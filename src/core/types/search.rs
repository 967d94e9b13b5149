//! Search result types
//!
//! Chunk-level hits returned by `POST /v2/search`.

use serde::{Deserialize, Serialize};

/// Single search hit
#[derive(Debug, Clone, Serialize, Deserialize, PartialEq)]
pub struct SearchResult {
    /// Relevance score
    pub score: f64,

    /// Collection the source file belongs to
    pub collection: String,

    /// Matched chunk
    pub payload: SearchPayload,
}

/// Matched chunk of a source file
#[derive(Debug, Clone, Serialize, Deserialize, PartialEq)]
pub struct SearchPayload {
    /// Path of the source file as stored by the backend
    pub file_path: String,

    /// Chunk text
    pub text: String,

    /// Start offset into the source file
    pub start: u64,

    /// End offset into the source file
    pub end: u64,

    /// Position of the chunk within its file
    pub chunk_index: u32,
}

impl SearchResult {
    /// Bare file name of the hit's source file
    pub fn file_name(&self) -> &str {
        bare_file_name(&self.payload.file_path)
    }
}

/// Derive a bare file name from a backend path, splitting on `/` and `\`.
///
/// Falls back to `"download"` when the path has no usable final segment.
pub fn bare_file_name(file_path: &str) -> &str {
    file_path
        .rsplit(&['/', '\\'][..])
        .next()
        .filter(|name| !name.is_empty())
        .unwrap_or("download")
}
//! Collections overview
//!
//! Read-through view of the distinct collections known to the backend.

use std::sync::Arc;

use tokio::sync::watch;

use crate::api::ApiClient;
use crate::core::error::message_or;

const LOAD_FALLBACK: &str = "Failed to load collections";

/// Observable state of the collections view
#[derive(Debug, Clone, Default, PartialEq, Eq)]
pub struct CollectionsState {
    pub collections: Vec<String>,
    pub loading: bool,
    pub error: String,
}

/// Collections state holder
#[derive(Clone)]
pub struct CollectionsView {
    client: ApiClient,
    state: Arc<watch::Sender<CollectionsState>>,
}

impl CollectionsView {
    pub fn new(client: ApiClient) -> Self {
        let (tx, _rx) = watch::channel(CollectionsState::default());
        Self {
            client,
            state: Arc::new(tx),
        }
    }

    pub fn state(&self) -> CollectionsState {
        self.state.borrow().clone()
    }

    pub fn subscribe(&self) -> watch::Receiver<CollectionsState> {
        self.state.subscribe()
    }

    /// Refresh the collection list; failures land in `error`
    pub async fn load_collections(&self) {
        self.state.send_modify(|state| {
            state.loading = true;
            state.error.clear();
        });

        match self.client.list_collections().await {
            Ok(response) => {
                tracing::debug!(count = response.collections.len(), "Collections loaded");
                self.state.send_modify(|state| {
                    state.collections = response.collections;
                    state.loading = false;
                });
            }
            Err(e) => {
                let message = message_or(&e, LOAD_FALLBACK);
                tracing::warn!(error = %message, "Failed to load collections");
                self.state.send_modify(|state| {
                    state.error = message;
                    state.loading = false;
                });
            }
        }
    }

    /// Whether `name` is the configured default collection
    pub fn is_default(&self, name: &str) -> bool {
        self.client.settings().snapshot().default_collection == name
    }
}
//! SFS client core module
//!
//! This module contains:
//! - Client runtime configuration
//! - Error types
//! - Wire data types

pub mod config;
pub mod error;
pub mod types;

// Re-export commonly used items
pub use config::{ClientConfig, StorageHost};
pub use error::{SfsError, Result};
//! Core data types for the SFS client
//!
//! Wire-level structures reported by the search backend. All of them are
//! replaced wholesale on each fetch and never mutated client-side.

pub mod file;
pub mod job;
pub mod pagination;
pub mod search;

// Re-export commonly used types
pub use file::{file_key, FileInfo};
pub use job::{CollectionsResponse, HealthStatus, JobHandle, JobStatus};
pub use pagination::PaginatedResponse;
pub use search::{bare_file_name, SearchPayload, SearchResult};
...
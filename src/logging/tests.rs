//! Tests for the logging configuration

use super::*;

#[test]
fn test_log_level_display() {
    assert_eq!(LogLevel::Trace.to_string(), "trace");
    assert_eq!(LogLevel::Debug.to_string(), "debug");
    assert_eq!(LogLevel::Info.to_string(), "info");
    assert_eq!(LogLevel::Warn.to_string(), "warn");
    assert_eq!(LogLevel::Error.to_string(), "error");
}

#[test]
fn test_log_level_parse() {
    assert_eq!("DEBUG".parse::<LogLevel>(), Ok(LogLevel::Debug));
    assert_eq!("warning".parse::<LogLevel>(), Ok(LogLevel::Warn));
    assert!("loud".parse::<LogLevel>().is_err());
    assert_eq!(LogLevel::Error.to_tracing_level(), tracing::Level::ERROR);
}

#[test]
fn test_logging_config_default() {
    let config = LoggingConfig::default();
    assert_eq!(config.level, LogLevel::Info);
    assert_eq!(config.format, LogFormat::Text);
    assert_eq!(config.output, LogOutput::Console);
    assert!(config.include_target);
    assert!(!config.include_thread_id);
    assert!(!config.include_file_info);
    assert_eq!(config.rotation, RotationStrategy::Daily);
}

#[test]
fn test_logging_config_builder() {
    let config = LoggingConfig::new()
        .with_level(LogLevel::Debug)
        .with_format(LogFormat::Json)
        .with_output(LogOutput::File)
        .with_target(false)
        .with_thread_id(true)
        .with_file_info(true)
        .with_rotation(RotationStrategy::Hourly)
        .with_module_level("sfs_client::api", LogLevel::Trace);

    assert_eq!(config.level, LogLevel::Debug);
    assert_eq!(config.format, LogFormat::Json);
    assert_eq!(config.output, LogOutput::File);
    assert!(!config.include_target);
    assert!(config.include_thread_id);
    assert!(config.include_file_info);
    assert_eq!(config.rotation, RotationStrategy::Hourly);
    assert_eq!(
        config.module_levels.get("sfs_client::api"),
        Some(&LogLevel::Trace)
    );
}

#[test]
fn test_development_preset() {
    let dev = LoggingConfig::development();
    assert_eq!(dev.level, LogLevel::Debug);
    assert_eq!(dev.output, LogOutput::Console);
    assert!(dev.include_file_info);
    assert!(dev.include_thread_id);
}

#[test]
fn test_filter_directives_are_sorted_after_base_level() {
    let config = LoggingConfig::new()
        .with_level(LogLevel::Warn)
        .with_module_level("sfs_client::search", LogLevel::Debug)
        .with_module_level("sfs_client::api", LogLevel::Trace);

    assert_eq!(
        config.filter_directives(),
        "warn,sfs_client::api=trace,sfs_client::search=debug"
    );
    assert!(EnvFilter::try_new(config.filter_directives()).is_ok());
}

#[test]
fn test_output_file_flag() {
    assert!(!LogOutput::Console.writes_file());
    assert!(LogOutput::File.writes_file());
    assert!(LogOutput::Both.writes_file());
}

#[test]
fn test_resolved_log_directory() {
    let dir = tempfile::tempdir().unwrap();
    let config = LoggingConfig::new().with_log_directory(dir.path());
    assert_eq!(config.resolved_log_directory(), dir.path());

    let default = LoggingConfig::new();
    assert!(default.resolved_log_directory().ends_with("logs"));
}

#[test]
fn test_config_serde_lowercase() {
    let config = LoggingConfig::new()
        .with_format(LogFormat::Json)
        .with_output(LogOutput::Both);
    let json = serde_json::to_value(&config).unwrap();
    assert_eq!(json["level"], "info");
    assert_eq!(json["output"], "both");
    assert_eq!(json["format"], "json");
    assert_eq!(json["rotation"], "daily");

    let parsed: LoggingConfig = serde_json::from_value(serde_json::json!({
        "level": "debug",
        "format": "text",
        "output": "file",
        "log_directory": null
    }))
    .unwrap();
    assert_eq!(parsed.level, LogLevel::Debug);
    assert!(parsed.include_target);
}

# DESCRIPTION OF THE TASK
When a line contains the string "used", copy it from the records.

# EXERCISE SOLUTION
// Re-export commonly used items
// Re-export commonly used types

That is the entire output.